§ **YOUR TASK**
Without changing a single word, write out every entry.

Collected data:
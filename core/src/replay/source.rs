//! Source-state interface
//!
//! What the recorder needs from a live simulation entity. The simulation
//! owns its entities; the recorder only reads them once per tick.

use glam::Vec2;

use crate::replay::types::{EntitySnapshot, Rgba, Shape, ShapeKind};

/// Shape an entity is drawn with, as reported by the simulation
#[derive(Debug, Clone, Copy, PartialEq)]
pub struct ShapeDescriptor {
    pub kind: ShapeKind,
    pub size: Vec2,
    pub color: Rgba,
}

impl ShapeDescriptor {
    pub fn new(kind: ShapeKind, size: Vec2, color: Rgba) -> Self {
        Self { kind, size, color }
    }
}

/// Non-finite sizes and colors become absent
impl From<ShapeDescriptor> for Shape {
    fn from(desc: ShapeDescriptor) -> Self {
        Shape {
            kind: desc.kind,
            size: Some(desc.size).filter(|s| s.is_finite()),
            color: Some(desc.color).filter(|c| c.is_finite()),
        }
    }
}

/// An entity the recorder can sample
pub trait RecordableEntity {
    /// Display name written as the snapshot `id`
    fn name(&self) -> &str;

    /// Current position. Entities without one are not recorded.
    fn position(&self) -> Option<Vec2>;

    /// Shape descriptor. `None` means the entity draws itself.
    fn shape(&self) -> Option<ShapeDescriptor> {
        None
    }

    /// Physical velocity, if the entity has one
    fn velocity(&self) -> Option<Vec2> {
        None
    }

    /// Identifier that stays the same for this entity across keyframes
    fn stable_key(&self) -> Option<u64> {
        None
    }
}

impl<T: RecordableEntity + ?Sized> RecordableEntity for &T {
    fn name(&self) -> &str {
        (**self).name()
    }
    fn position(&self) -> Option<Vec2> {
        (**self).position()
    }
    fn shape(&self) -> Option<ShapeDescriptor> {
        (**self).shape()
    }
    fn velocity(&self) -> Option<Vec2> {
        (**self).velocity()
    }
    fn stable_key(&self) -> Option<u64> {
        (**self).stable_key()
    }
}

impl<T: RecordableEntity + ?Sized> RecordableEntity for Box<T> {
    fn name(&self) -> &str {
        (**self).name()
    }
    fn position(&self) -> Option<Vec2> {
        (**self).position()
    }
    fn shape(&self) -> Option<ShapeDescriptor> {
        (**self).shape()
    }
    fn velocity(&self) -> Option<Vec2> {
        (**self).velocity()
    }
    fn stable_key(&self) -> Option<u64> {
        (**self).stable_key()
    }
}

/// Sample one entity.
///
/// Returns `None` when the entity has no usable position. A non-finite
/// velocity, size or color is dropped rather than written.
pub fn capture<E: RecordableEntity + ?Sized>(entity: &E) -> Option<EntitySnapshot> {
    let position = entity.position().filter(|p| p.is_finite())?;

    Some(EntitySnapshot {
        id: entity.name().to_string(),
        position,
        shape: Some(entity.shape().map_or_else(Shape::custom, Shape::from)),
        velocity: entity.velocity().filter(|v| v.is_finite()),
        key: entity.stable_key(),
    })
}

/// Sample an ordered entity sequence, skipping entities without a position
pub fn capture_all<I>(entities: I) -> Vec<EntitySnapshot>
where
    I: IntoIterator,
    I::Item: RecordableEntity,
{
    entities
        .into_iter()
        .filter_map(|entity| capture(&entity))
        .collect()
}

§ **ANSWER**
filename core/src/replay/source.rs
//! Source-state interface
//!
//! What the recorder needs from a live simulation entity. The simulation
//! owns its entities; the recorder only reads them once per tick.

use glam::Vec2;

use crate::replay::types::{EntitySnapshot, Rgba, Shape, ShapeKind};

/// Shape an entity is drawn with, as reported by the simulation
#[derive(Debug, Clone, Copy, PartialEq)]
pub struct ShapeDescriptor {
    pub kind: ShapeKind,
    pub size: Vec2,
    pub color: Rgba,
}

impl ShapeDescriptor {
    pub fn new(kind: ShapeKind, size: Vec2, color: Rgba) -> Self {
        Self { kind, size, color }
    }
}

/// Non-finite sizes and colors become absent
impl From<ShapeDescriptor> for Shape {
    fn from(desc: ShapeDescriptor) -> Self {
        Shape {
            kind: desc.kind,
            size: Some(desc.size).filter(|s| s.is_finite()),
            color: Some(desc.color).filter(|c| c.is_finite()),
        }
    }
}

/// An entity the recorder can sample
pub trait RecordableEntity {
    /// Display name written as the snapshot `id`
    fn name(&self) -> &str;

    /// Current position. Entities without one are not recorded.
    fn position(&self) -> Option<Vec2>;

    /// Shape descriptor. `None` means the entity draws itself.
    fn shape(&self) -> Option<ShapeDescriptor> {
        None
    }

    /// Physical velocity, if the entity has one
    fn velocity(&self) -> Option<Vec2> {
        None
    }

    /// Identifier that stays the same for this entity across keyframes
    fn stable_key(&self) -> Option<u64> {
        None
    }
}

impl<T: RecordableEntity + ?Sized> RecordableEntity for &T {
    fn name(&self) -> &str {
        (**self).name()
    }
    fn position(&self) -> Option<Vec2> {
        (**self).position()
    }
    fn shape(&self) -> Option<ShapeDescriptor> {
        (**self).shape()
    }
    fn velocity(&self) -> Option<Vec2> {
        (**self).velocity()
    }
    fn stable_key(&self) -> Option<u64> {
        (**self).stable_key()
    }
}

impl<T: RecordableEntity + ?Sized> RecordableEntity for Box<T> {
    fn name(&self) -> &str {
        (**self).name()
    }
    fn position(&self) -> Option<Vec2> {
        (**self).position()
    }
    fn shape(&self) -> Option<ShapeDescriptor> {
        (**self).shape()
    }
    fn velocity(&self) -> Option<Vec2> {
        (**self).velocity()
    }
    fn stable_key(&self) -> Option<u64> {
        (**self).stable_key()
    }
}

/// Sample one entity.
///
/// Returns `None` when the entity has no usable position. A non-finite
/// velocity, size or color is dropped rather than written.
pub fn capture<E: RecordableEntity + ?Sized>(entity: &E) -> Option<EntitySnapshot> {
    let position = entity.position().filter(|p| p.is_finite())?;

    Some(EntitySnapshot {
        id: entity.name().to_string(),
        position,
        shape: Some(entity.shape().map_or_else(Shape::custom, Shape::from)),
        velocity: entity.velocity().filter(|v| v.is_finite()),
        key: entity.stable_key(),
    })
}

/// Sample an ordered entity sequence, skipping entities without a position
pub fn capture_all<I>(entities: I) -> Vec<EntitySnapshot>
where
    I: IntoIterator,
    I::Item: RecordableEntity,
{
    entities
        .into_iter()
        .filter_map(|entity| capture(&entity))
        .collect()
}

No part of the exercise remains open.